Aquaculture is the fastest growing sector of the world food economy but has proceeded way in advance of environmental and public health safeguards. So much so that aquaculture and farmed fish products represent a global threat to both the marine environment and consumer safety. Sea cage salmon farming in particular presents insurmountable environmental problems in terms of mass escapes, the spread of infectious diseases, parasite infestation, the reliance upon toxic chemicals and contamination of the seabed. Government inquiries in Canada and Scotland have focused public attention and NGO reports in Chile, the United States, Ireland, Canada and Scotland have all raised awareness. Any industry which is reliant upon a fast-diminishing fisheries resource to fuel its own expansion and which discharges untreated contaminated wastes directly into the sea affecting other coastal users is hardly sustainable. In so many ways, the phrase 'sustainable salmon farming' is an oxymoron.

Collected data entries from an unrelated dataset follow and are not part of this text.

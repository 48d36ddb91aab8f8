//! Router-level tests driven through `tower::ServiceExt::oneshot` against an
//! in-memory stub engine, so the dispatch plane (engine routing, cache
//! headers, status codes) is exercised without a live back-end.

use std::sync::Arc;

use async_trait::async_trait;
use axum::body::{to_bytes, Body};
use axum::http::{Request, StatusCode};
use engine_contract::contract::{CreateGraphParams, ImpactParams, Operation};
use engine_contract::{EngineRegistry, GraphEngine};
use graph_domain::{
    DatabaseInfo, Edge, GraphError, GraphPayload, GraphStats, GraphSummary, ImpactResult,
    ImpactedNode, Node, QueryResult, Result as GraphResult,
};
use http_server::state::AppState;
use result_cache::ResultCache;
use serde_json::{json, Value};
use tower::ServiceExt;

struct StubEngine;

#[async_trait]
impl GraphEngine for StubEngine {
    fn name(&self) -> &str {
        "stub"
    }

    async fn list_databases(&self) -> GraphResult<Vec<DatabaseInfo>> {
        Ok(vec![DatabaseInfo {
            name: "default".into(),
            is_default: true,
            status: "online".into(),
        }])
    }

    async fn list_graphs(&self, _: Option<&str>) -> GraphResult<Vec<GraphSummary>> {
        Ok(vec![])
    }

    async fn get_graph(&self, graph_id: &str, _: Option<&str>) -> GraphResult<GraphPayload> {
        if graph_id == "missing" {
            return Err(GraphError::NotFound(format!("graph '{graph_id}'")));
        }
        Ok(GraphPayload {
            nodes: vec![Node {
                id: "a".into(),
                label: "A".into(),
                node_type: "Process".into(),
                properties: json!({}),
            }],
            edges: vec![],
        })
    }

    async fn get_graph_stats(&self, _: &str, _: Option<&str>) -> GraphResult<GraphStats> {
        unimplemented!()
    }

    async fn create_graph(&self, params: CreateGraphParams) -> GraphResult<GraphSummary> {
        let payload = params.request.explicit_payload().unwrap_or_default();
        Ok(GraphSummary {
            id: "g1".into(),
            title: params.request.title,
            description: params.request.description,
            graph_type: params.request.graph_type,
            node_count: payload.nodes.len() as u64,
            edge_count: payload.edges.len() as u64,
            created_at: chrono::DateTime::from_timestamp(0, 0).unwrap(),
        })
    }

    async fn delete_graph(&self, _: &str, _: Option<&str>) -> GraphResult<()> {
        Ok(())
    }

    async fn get_node_neighbors(
        &self,
        _: &str,
        _: &str,
        _: u32,
        _: Option<&str>,
    ) -> GraphResult<GraphPayload> {
        Ok(GraphPayload::default())
    }

    async fn compute_impact(&self, params: ImpactParams) -> GraphResult<ImpactResult> {
        Ok(ImpactResult {
            source_id: params.source_id,
            impacted_nodes: vec![ImpactedNode {
                node_id: "b".into(),
                level: 1,
            }],
            depth: params.depth,
            elapsed_ms: 0,
            engine: String::new(),
        })
    }

    async fn execute_raw_query(&self, _: &str, _: Option<&str>) -> GraphResult<QueryResult> {
        unimplemented!()
    }

    fn supports(&self, operation: Operation) -> bool {
        !matches!(operation, Operation::ExecuteRawQuery)
    }
}

fn test_app() -> axum::Router {
    let registry = Arc::new(
        EngineRegistry::new(vec![Arc::new(StubEngine) as Arc<dyn GraphEngine>], "stub").unwrap(),
    );
    let cache = Arc::new(ResultCache::new(std::time::Duration::from_secs(60), 100));
    http_server::build_app(AppState { registry, cache })
}

async fn body_json(response: axum::response::Response) -> Value {
    let bytes = to_bytes(response.into_body(), 1024 * 1024).await.unwrap();
    serde_json::from_slice(&bytes).unwrap()
}

#[tokio::test]
async fn health_check_is_ok() {
    let app = test_app();
    let response = app
        .oneshot(Request::builder().uri("/api/health").body(Body::empty()).unwrap())
        .await
        .unwrap();
    assert_eq!(response.status(), StatusCode::OK);
}

#[tokio::test]
async fn engines_lists_the_registered_stub() {
    let app = test_app();
    let response = app
        .oneshot(Request::builder().uri("/api/engines").body(Body::empty()).unwrap())
        .await
        .unwrap();
    assert_eq!(response.status(), StatusCode::OK);
    let body = body_json(response).await;
    assert_eq!(body["default"], "stub");
    assert_eq!(body["available"], json!(["stub"]));
}

#[tokio::test]
async fn unknown_engine_is_not_available() {
    let app = test_app();
    let response = app
        .oneshot(
            Request::builder()
                .uri("/api/graphs?engine=nonexistent")
                .body(Body::empty())
                .unwrap(),
        )
        .await
        .unwrap();
    assert_eq!(response.status(), StatusCode::BAD_REQUEST);
    let body = body_json(response).await;
    assert_eq!(body["error"], "EngineNotAvailable");
}

#[tokio::test]
async fn get_graph_is_a_miss_then_a_hit() {
    let app = test_app();

    let first = app
        .clone()
        .oneshot(Request::builder().uri("/api/graphs/g1").body(Body::empty()).unwrap())
        .await
        .unwrap();
    assert_eq!(first.status(), StatusCode::OK);
    assert_eq!(first.headers().get("x-cache").unwrap(), "MISS");

    let second = app
        .oneshot(Request::builder().uri("/api/graphs/g1").body(Body::empty()).unwrap())
        .await
        .unwrap();
    assert_eq!(second.headers().get("x-cache").unwrap(), "HIT");
}

#[tokio::test]
async fn missing_graph_is_not_found() {
    let app = test_app();
    let response = app
        .oneshot(
            Request::builder()
                .uri("/api/graphs/missing")
                .body(Body::empty())
                .unwrap(),
        )
        .await
        .unwrap();
    assert_eq!(response.status(), StatusCode::NOT_FOUND);
}

#[tokio::test]
async fn create_graph_returns_201_with_explicit_payload() {
    let app = test_app();
    let payload = json!({
        "title": "T",
        "description": "",
        "graph_type": "flowchart",
        "nodes": [{"id": "a", "label": "A", "type": "Process"}],
        "edges": []
    });
    let response = app
        .oneshot(
            Request::builder()
                .method("POST")
                .uri("/api/graphs")
                .header("content-type", "application/json")
                .body(Body::from(payload.to_string()))
                .unwrap(),
        )
        .await
        .unwrap();
    assert_eq!(response.status(), StatusCode::CREATED);
    let body = body_json(response).await;
    assert_eq!(body["node_count"], 1);
}

#[tokio::test]
async fn impact_endpoint_echoes_camelcase_fields() {
    let app = test_app();
    let response = app
        .oneshot(
            Request::builder()
                .method("POST")
                .uri("/api/graphs/g1/impact")
                .header("content-type", "application/json")
                .body(Body::from(json!({"nodeId": "a", "depth": 3}).to_string()))
                .unwrap(),
        )
        .await
        .unwrap();
    assert_eq!(response.status(), StatusCode::OK);
    let body = body_json(response).await;
    assert_eq!(body["impactedNodes"][0]["nodeId"], "b");
}

#[tokio::test]
async fn raw_query_on_unsupported_engine_is_400() {
    let app = test_app();
    let response = app
        .oneshot(
            Request::builder()
                .method("POST")
                .uri("/api/query")
                .header("content-type", "application/json")
                .body(Body::from(json!({"query": "SELECT 1"}).to_string()))
                .unwrap(),
        )
        .await
        .unwrap();
    assert_eq!(response.status(), StatusCode::BAD_REQUEST);
    let body = body_json(response).await;
    assert_eq!(body["error"], "NotSupported");
}

#[tokio::test]
async fn delete_graph_invalidates_its_cached_entries() {
    let app = test_app();

    app.clone()
        .oneshot(Request::builder().uri("/api/graphs/g1").body(Body::empty()).unwrap())
        .await
        .unwrap();

    let deleted = app
        .clone()
        .oneshot(
            Request::builder()
                .method("DELETE")
                .uri("/api/graphs/g1")
                .body(Body::empty())
                .unwrap(),
        )
        .await
        .unwrap();
    assert_eq!(deleted.status(), StatusCode::NO_CONTENT);

    let after = app
        .oneshot(Request::builder().uri("/api/graphs/g1").body(Body::empty()).unwrap())
        .await
        .unwrap();
    assert_eq!(after.headers().get("x-cache").unwrap(), "MISS");
}
//! `POST /api/query` — raw query execution against the resolved engine's
//! native dialect. Deliberately bypasses the result cache (spec §9): an
//! arbitrary query has no stable fingerprint shape worth caching and callers
//! expect to see their own side effects immediately.

use axum::extract::State;
use axum::routing::post;
use axum::Router;
use engine_contract::Operation;
use serde::Deserialize;

use crate::context::{resolve_engine, RequestContext};
use crate::error::ApiResult;
use crate::routes::tagged_response;
use crate::state::AppState;

#[derive(Debug, Deserialize)]
struct RawQueryRequest {
    query: String,
}

pub fn router() -> Router<AppState> {
    Router::new().route("/api/query", post(execute_query))
}

async fn execute_query(
    State(state): State<AppState>,
    ctx: RequestContext,
    axum::Json(body): axum::Json<RawQueryRequest>,
) -> ApiResult<axum::response::Response> {
    let engine = resolve_engine(&state, &ctx, Operation::ExecuteRawQuery)?;
    let result = engine
        .execute_raw_query(&body.query, ctx.database.as_deref())
        .await?;
    Ok(tagged_response(engine.name(), "BYPASS", &result))
}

From family to factory fish farming:
Sea cage fish farming has ushered in a new era of resource exploitation which is both irresponsible and unsustainable. As fish have become privatised, the last two decades has seen a fundamental shift away from 'family' towards 'factory' fish farming and a marked transition from a capture to a culture economy. In 1984 aquaculture accounted for only 8% of fisheries production leaping to ca. 25% in 2001 and by 2020 aquaculture is predicted to have overtaken capture fisheries. This is already the case for salmon where farmed production was 1.1 million tonnes in 2000 compared to a wild catch of 723,000 tonnes. World salmon farming production is predicted to double to over 2 million tonnes in 2010 (in 1996 it was 600,000 tonnes and only 50,000 tonnes in 1985). Global expansion has been fuelled by fewer but larger companies. In 2000, the 30 largest salmon farming companies in the world achieved a total production of 666,300 tonnes (expected to rise to 959,000 tonnes in 2001), accounting for ca. 60% of the world's total farmed salmon production. Nutreco is the world number one with Cermaq, Fjord Seafood and Domstein merging in May 2002 to become the second largest. Such is the stranglehold of multinationals that four companies now control over 80% of the world's salmon feed market. Intrafish describes the situation as "almost incestuous with so many merger talks and buyouts in the global aquaculture industry". Nutreco, in particular, has been heavily criticised with strikes in Chile last year, a 15% fall in its share price following reports of high levels of dioxins in farmed salmon in January 2001 and the subject of an 'Earth Alarm' investigation by Milieudefensie (Friends of the Earth Netherlands). The ecological footprint is now so large that salmon farming is far too big for its boots.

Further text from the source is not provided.